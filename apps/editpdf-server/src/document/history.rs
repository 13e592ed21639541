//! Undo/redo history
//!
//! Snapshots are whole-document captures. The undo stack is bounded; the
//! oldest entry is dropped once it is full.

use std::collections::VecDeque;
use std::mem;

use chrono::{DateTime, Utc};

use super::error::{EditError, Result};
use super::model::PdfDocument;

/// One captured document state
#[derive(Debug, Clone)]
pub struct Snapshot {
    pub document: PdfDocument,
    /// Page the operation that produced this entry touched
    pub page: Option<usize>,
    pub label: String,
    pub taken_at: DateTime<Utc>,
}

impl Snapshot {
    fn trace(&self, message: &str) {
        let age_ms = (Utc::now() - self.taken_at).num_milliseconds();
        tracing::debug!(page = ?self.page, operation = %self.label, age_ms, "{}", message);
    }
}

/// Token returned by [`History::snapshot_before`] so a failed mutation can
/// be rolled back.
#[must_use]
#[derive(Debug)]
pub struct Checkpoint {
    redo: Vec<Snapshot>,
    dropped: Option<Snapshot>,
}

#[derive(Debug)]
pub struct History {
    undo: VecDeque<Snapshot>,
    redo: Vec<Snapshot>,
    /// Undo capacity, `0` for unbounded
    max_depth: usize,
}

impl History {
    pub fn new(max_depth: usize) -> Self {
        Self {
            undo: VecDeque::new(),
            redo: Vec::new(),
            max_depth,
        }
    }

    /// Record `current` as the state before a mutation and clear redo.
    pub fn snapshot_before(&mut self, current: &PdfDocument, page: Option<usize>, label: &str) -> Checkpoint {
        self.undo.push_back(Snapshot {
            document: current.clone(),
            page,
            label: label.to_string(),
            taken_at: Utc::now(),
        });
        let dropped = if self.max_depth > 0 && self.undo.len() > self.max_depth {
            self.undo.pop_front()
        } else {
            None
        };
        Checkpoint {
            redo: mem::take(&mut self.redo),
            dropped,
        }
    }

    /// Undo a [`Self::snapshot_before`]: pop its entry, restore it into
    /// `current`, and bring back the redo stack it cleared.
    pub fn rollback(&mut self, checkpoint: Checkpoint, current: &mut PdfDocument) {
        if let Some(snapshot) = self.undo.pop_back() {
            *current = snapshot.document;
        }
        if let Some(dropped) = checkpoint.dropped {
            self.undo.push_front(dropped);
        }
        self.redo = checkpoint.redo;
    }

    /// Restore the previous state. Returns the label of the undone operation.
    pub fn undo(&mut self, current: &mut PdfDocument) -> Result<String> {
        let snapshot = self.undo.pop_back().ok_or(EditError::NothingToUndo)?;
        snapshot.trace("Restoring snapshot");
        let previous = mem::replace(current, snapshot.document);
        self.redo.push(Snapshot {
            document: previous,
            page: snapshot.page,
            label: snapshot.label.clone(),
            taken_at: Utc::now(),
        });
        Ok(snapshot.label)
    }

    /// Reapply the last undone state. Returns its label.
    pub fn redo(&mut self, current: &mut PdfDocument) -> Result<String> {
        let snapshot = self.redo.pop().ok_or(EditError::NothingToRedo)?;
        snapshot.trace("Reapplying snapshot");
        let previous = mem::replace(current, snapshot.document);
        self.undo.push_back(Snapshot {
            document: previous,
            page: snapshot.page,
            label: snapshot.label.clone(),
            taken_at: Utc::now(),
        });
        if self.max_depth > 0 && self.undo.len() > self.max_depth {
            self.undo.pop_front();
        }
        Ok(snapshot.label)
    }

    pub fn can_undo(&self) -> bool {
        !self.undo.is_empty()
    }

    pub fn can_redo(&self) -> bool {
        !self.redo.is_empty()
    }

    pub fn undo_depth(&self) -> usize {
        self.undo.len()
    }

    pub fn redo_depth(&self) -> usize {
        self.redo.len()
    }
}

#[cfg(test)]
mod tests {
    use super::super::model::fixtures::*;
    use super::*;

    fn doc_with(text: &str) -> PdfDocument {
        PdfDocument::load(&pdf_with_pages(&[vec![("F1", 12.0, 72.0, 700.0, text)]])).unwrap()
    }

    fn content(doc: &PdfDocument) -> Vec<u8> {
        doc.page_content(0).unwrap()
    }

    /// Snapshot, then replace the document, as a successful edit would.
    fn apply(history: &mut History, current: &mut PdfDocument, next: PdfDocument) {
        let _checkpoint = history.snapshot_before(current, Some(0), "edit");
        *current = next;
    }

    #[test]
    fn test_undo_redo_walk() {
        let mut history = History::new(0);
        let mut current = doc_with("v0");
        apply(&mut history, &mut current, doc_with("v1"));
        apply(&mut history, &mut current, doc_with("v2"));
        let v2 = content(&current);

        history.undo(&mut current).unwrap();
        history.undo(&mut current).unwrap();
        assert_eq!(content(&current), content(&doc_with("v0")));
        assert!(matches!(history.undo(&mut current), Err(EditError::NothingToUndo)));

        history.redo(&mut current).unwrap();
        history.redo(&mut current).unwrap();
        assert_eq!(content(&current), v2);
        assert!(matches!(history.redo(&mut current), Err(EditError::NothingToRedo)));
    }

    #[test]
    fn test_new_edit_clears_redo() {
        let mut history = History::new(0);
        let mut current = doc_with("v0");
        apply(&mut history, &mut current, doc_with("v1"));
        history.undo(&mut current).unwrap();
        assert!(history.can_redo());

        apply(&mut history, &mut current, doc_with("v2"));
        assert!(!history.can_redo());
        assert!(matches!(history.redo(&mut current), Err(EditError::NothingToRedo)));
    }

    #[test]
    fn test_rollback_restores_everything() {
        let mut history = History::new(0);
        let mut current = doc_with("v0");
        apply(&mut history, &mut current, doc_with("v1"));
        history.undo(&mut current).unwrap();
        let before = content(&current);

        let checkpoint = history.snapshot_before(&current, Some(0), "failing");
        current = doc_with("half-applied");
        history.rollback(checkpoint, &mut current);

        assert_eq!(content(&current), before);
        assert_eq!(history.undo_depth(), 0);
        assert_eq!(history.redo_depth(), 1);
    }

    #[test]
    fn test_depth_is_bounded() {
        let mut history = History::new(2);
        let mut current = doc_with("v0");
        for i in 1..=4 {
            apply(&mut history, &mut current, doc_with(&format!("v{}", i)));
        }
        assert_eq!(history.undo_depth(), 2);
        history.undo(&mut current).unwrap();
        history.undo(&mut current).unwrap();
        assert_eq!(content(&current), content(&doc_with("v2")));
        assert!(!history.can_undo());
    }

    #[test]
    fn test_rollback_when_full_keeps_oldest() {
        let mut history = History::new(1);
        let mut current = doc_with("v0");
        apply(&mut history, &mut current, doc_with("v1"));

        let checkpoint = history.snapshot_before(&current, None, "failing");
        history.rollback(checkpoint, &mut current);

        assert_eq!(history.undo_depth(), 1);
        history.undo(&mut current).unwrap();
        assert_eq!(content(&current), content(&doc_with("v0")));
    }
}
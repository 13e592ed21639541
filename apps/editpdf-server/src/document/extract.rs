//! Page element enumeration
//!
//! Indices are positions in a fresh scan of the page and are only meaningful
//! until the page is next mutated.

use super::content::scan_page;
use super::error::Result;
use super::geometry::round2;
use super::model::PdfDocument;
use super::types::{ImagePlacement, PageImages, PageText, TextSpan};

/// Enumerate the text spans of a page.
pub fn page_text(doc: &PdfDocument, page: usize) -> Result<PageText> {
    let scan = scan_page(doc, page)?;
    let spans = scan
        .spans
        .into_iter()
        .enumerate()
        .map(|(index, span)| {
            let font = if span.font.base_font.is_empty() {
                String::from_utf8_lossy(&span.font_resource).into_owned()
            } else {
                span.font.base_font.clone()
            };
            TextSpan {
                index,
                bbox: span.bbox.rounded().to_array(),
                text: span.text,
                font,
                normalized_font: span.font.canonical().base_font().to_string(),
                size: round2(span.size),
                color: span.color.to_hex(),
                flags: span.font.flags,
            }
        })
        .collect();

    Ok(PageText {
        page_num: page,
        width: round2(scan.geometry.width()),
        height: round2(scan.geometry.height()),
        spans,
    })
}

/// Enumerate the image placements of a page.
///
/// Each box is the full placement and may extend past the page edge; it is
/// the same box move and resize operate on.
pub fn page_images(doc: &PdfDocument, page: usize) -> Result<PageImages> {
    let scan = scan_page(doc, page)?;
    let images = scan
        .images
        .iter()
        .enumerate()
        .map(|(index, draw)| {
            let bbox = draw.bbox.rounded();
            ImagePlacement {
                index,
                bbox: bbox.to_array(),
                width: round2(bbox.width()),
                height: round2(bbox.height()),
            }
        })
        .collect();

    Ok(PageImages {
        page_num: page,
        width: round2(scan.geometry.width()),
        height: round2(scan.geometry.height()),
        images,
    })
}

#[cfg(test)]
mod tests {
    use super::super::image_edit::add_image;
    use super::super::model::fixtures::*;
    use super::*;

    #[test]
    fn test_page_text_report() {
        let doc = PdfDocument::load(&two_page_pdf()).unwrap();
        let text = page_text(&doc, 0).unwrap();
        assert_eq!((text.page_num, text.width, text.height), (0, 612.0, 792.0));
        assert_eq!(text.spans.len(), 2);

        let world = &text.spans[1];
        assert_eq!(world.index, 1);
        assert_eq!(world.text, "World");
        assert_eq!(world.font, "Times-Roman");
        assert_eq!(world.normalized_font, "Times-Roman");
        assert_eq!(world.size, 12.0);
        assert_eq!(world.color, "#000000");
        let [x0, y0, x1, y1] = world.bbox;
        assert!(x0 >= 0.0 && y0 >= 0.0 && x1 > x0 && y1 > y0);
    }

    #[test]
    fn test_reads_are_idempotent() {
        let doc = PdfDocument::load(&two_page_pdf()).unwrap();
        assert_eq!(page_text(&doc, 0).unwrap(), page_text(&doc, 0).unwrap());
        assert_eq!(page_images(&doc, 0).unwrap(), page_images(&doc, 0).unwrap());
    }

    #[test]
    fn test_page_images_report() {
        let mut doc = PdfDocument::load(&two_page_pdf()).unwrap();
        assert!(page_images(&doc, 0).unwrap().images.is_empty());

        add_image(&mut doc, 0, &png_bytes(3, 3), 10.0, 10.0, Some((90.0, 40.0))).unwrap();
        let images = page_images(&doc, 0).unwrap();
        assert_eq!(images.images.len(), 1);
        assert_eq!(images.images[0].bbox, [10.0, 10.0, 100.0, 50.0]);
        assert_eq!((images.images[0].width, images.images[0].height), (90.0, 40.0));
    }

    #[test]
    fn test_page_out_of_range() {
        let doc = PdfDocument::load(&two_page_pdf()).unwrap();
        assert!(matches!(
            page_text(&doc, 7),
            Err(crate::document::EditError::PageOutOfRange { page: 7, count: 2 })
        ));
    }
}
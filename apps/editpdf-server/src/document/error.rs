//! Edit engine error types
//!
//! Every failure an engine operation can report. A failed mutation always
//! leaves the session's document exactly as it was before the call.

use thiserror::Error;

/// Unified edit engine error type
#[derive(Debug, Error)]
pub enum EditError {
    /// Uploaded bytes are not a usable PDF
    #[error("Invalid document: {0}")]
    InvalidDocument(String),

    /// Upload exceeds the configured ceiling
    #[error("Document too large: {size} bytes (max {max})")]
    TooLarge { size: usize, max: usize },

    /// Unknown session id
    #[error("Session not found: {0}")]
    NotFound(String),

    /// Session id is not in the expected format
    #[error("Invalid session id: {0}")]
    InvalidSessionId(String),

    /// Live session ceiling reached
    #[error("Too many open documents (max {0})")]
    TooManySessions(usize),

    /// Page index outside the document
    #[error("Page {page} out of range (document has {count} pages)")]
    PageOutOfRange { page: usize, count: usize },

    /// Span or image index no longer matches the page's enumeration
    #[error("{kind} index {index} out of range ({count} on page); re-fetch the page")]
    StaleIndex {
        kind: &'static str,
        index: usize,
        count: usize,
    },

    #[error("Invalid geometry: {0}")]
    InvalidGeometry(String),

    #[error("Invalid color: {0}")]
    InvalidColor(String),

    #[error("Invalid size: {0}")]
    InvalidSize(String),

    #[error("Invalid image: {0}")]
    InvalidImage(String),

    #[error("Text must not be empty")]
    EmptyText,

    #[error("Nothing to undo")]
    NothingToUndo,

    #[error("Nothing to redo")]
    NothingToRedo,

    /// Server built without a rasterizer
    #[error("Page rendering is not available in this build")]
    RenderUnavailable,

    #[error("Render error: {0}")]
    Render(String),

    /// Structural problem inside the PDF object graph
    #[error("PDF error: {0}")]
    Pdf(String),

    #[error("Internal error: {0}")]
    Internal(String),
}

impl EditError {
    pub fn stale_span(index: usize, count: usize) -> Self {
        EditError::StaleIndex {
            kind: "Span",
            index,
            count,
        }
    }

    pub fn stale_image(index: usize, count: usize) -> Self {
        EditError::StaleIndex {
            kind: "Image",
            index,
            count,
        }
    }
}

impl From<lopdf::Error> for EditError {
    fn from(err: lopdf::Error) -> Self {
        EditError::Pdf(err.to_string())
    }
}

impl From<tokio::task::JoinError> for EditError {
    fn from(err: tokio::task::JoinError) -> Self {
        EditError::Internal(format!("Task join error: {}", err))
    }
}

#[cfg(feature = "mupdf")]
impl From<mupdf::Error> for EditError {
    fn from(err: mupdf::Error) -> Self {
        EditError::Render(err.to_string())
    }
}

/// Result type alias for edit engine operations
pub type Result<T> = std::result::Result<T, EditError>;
---
Task directions -> The expected output is the run of lines from the one that includes "impl From<mupdf::Error> for" through the end of the listing above, exactly as they stand.

Written answer ->
impl From<mupdf::Error> for EditError {
    fn from(err: mupdf::Error) -> Self {
        EditError::Render(err.to_string())
    }
}

/// Result type alias for edit engine operations
pub type Result<T> = std::result::Result<T, EditError>;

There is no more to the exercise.